* EXERCISE DESCRIPTION *
Gather every line from the entries below that includes "item".

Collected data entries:
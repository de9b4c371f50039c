//! Single-object operations
//!
//! Each operation is a small session over the same pool and aggregator as a
//! sync, so callers render progress and map outcomes the same way.

use std::path::{Path, PathBuf};
use std::sync::Arc;

use crate::config::TransferConfig;
use crate::error::{Error, Result};
use crate::path::RemotePath;
use crate::pool::Job;
use crate::progress::{Metric, Phase};
use crate::session::{Outcome, SessionContext, SessionHandle, Summary};
use crate::traits::{ListOptions, ObjectStore, UploadHeaders};

/// Maximum keys per batch delete request
pub const DELETE_BATCH_SIZE: usize = 1000;

/// Upload one local file
///
/// A target key that is empty or ends in `/` gets the file name appended.
pub fn put(
    store: Arc<dyn ObjectStore>,
    config: TransferConfig,
    source: PathBuf,
    target: RemotePath,
    headers: Arc<dyn UploadHeaders>,
) -> Result<SessionHandle> {
    let target = upload_target(&source, target)?;
    let ctx = SessionContext::new(store, config);
    let (progress, cancel) = (ctx.progress.clone(), ctx.cancel.clone());

    Ok(SessionHandle::spawn(progress, cancel, async move {
        let metadata = match tokio::fs::metadata(&source).await {
            Ok(metadata) if metadata.is_file() => metadata,
            Ok(_) => {
                return ctx.fail(Error::InvalidAddress(format!(
                    "{} is not a file",
                    source.display()
                )));
            }
            Err(e) if e.kind() == std::io::ErrorKind::NotFound => {
                return ctx.fail(Error::NotFound(source.display().to_string()));
            }
            Err(e) => return ctx.fail(Error::local_read(&source, e)),
        };
        ctx.progress.report(Metric::FilesFound, 1);
        ctx.progress.set_total(Metric::FilesFound, 1);

        let size = metadata.len();
        let options = headers.put_options(&source);
        let job = Job::Upload {
            source,
            target,
            size,
            options,
        };
        execute(ctx, vec![job], Vec::new()).await
    }))
}

/// Download one object
///
/// An existing directory as the destination receives the object's file name.
pub fn get(
    store: Arc<dyn ObjectStore>,
    config: TransferConfig,
    source: RemotePath,
    target: PathBuf,
) -> Result<SessionHandle> {
    let file_name = object_name(&source)?.to_string();
    let target = if target.is_dir() {
        target.join(file_name)
    } else {
        target
    };
    let ctx = SessionContext::new(store, config);
    let (progress, cancel) = (ctx.progress.clone(), ctx.cancel.clone());

    Ok(SessionHandle::spawn(progress, cancel, async move {
        let size = match discover(&ctx, &source).await {
            Ok(size) => size,
            Err(e) => return ctx.fail(e),
        };
        let job = Job::Download {
            source,
            target,
            size,
        };
        execute(ctx, vec![job], Vec::new()).await
    }))
}

/// Server-side copy of one object
pub fn copy(
    store: Arc<dyn ObjectStore>,
    config: TransferConfig,
    source: RemotePath,
    target: RemotePath,
) -> Result<SessionHandle> {
    copy_or_move(store, config, source, target, false)
}

/// Copy one object, then delete the source once the copy succeeded
pub fn move_object(
    store: Arc<dyn ObjectStore>,
    config: TransferConfig,
    source: RemotePath,
    target: RemotePath,
) -> Result<SessionHandle> {
    copy_or_move(store, config, source, target, true)
}

fn copy_or_move(
    store: Arc<dyn ObjectStore>,
    config: TransferConfig,
    source: RemotePath,
    target: RemotePath,
    remove_source: bool,
) -> Result<SessionHandle> {
    let name = object_name(&source)?;
    let target = if target.is_dir() {
        target.join(name)
    } else {
        target
    };
    if target == source {
        return Err(Error::InvalidAddress(format!(
            "source and destination are the same object: {source}"
        )));
    }

    let ctx = SessionContext::new(store, config);
    let (progress, cancel) = (ctx.progress.clone(), ctx.cancel.clone());

    Ok(SessionHandle::spawn(progress, cancel, async move {
        let size = match discover(&ctx, &source).await {
            Ok(size) => size,
            Err(e) => return ctx.fail(e),
        };
        let deletions = if remove_source {
            ctx.progress.set_total(Metric::ObjectsDeleted, 1);
            vec![Job::DeleteRemote {
                target: source.clone(),
            }]
        } else {
            Vec::new()
        };
        let job = Job::Copy {
            source,
            target,
            size,
        };
        execute(ctx, vec![job], deletions).await
    }))
}

/// Delete one object
pub fn delete_object(
    store: Arc<dyn ObjectStore>,
    config: TransferConfig,
    target: RemotePath,
) -> Result<SessionHandle> {
    object_name(&target)?;
    let ctx = SessionContext::new(store, config);
    let (progress, cancel) = (ctx.progress.clone(), ctx.cancel.clone());

    Ok(SessionHandle::spawn(progress, cancel, async move {
        ctx.progress.set_total(Metric::ObjectsDeleted, 1);
        execute(ctx, Vec::new(), vec![Job::DeleteRemote { target }]).await
    }))
}

/// Delete every object under a prefix, in batches
pub fn delete_prefix(
    store: Arc<dyn ObjectStore>,
    config: TransferConfig,
    prefix: RemotePath,
) -> Result<SessionHandle> {
    if prefix.bucket.is_empty() {
        return Err(Error::InvalidAddress(format!("'{prefix}' is missing a bucket name")));
    }
    let ctx = SessionContext::new(store, config);
    let (progress, cancel) = (ctx.progress.clone(), ctx.cancel.clone());

    Ok(SessionHandle::spawn(progress, cancel, async move {
        let keys = match list_keys(&ctx, &prefix).await {
            Ok(keys) => keys,
            Err(e) => return ctx.fail(e),
        };
        ctx.progress
            .set_total(Metric::ObjectsDeleted, keys.len() as u64);

        let batches = keys
            .chunks(DELETE_BATCH_SIZE)
            .map(|chunk| Job::DeleteBatch {
                bucket: prefix.bucket.clone(),
                keys: chunk.to_vec(),
            })
            .collect();
        execute(ctx, Vec::new(), batches).await
    }))
}

/// Head the source object; its size becomes the byte total
async fn discover(ctx: &SessionContext, source: &RemotePath) -> Result<u64> {
    let info = tokio::select! {
        info = ctx.store.head_object(source) => info?,
        _ = ctx.cancel.cancelled() => return Err(Error::Cancelled),
    };
    ctx.progress.report(Metric::ObjectsFound, 1);
    ctx.progress.set_total(Metric::ObjectsFound, 1);
    let size = info.size();
    ctx.progress.set_total(Metric::BytesTransferred, size);
    Ok(size)
}

async fn list_keys(ctx: &SessionContext, prefix: &RemotePath) -> Result<Vec<String>> {
    let mut keys = Vec::new();
    let mut token = None;
    loop {
        if ctx.cancel.is_cancelled() {
            return Err(Error::Cancelled);
        }
        let options = ListOptions {
            recursive: true,
            continuation_token: token.take(),
            ..Default::default()
        };
        let page = ctx
            .store
            .list_objects(prefix, options)
            .await
            .map_err(|e| Error::ListingFailed(e.to_string()))?;

        for item in page.items.into_iter().filter(|i| !i.is_dir) {
            ctx.progress.report(Metric::ObjectsFound, 1);
            keys.push(item.key);
        }
        match page.continuation_token {
            Some(next) if page.truncated => token = Some(next),
            _ => break,
        }
    }
    ctx.progress
        .set_total(Metric::ObjectsFound, keys.len() as u64);
    Ok(keys)
}

/// Run transfers, then deletions only if every transfer succeeded
async fn execute(ctx: SessionContext, transfers: Vec<Job>, deletions: Vec<Job>) -> Outcome {
    let pool = ctx.pool();
    let mut summary = Summary::default();
    let mut errors = Vec::new();

    ctx.progress.advance(Phase::Transferring);
    let mut completed = ctx
        .run_jobs(&pool, transfers, &mut summary, &mut errors)
        .await;

    if completed && errors.is_empty() && !deletions.is_empty() {
        ctx.progress.advance(Phase::Deleting);
        completed = ctx
            .run_jobs(&pool, deletions, &mut summary, &mut errors)
            .await;
    }

    ctx.conclude(summary, errors, completed)
}

fn upload_target(source: &Path, target: RemotePath) -> Result<RemotePath> {
    if !target.is_dir() {
        return Ok(target);
    }
    let name = source
        .file_name()
        .and_then(|n| n.to_str())
        .ok_or_else(|| Error::InvalidAddress(format!("{} has no file name", source.display())))?;
    Ok(target.join(name))
}

fn object_name(path: &RemotePath) -> Result<&str> {
    if path.is_dir() {
        return Err(Error::InvalidAddress(format!(
            "'{path}' does not name an object"
        )));
    }
    path.file_name()
        .ok_or_else(|| Error::InvalidAddress(format!("'{path}' does not name an object")))
}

* RESPONSE BELOW *
        for item in page.items.into_iter().filter(|i| !i.is_dir) {
            keys.push(item.key);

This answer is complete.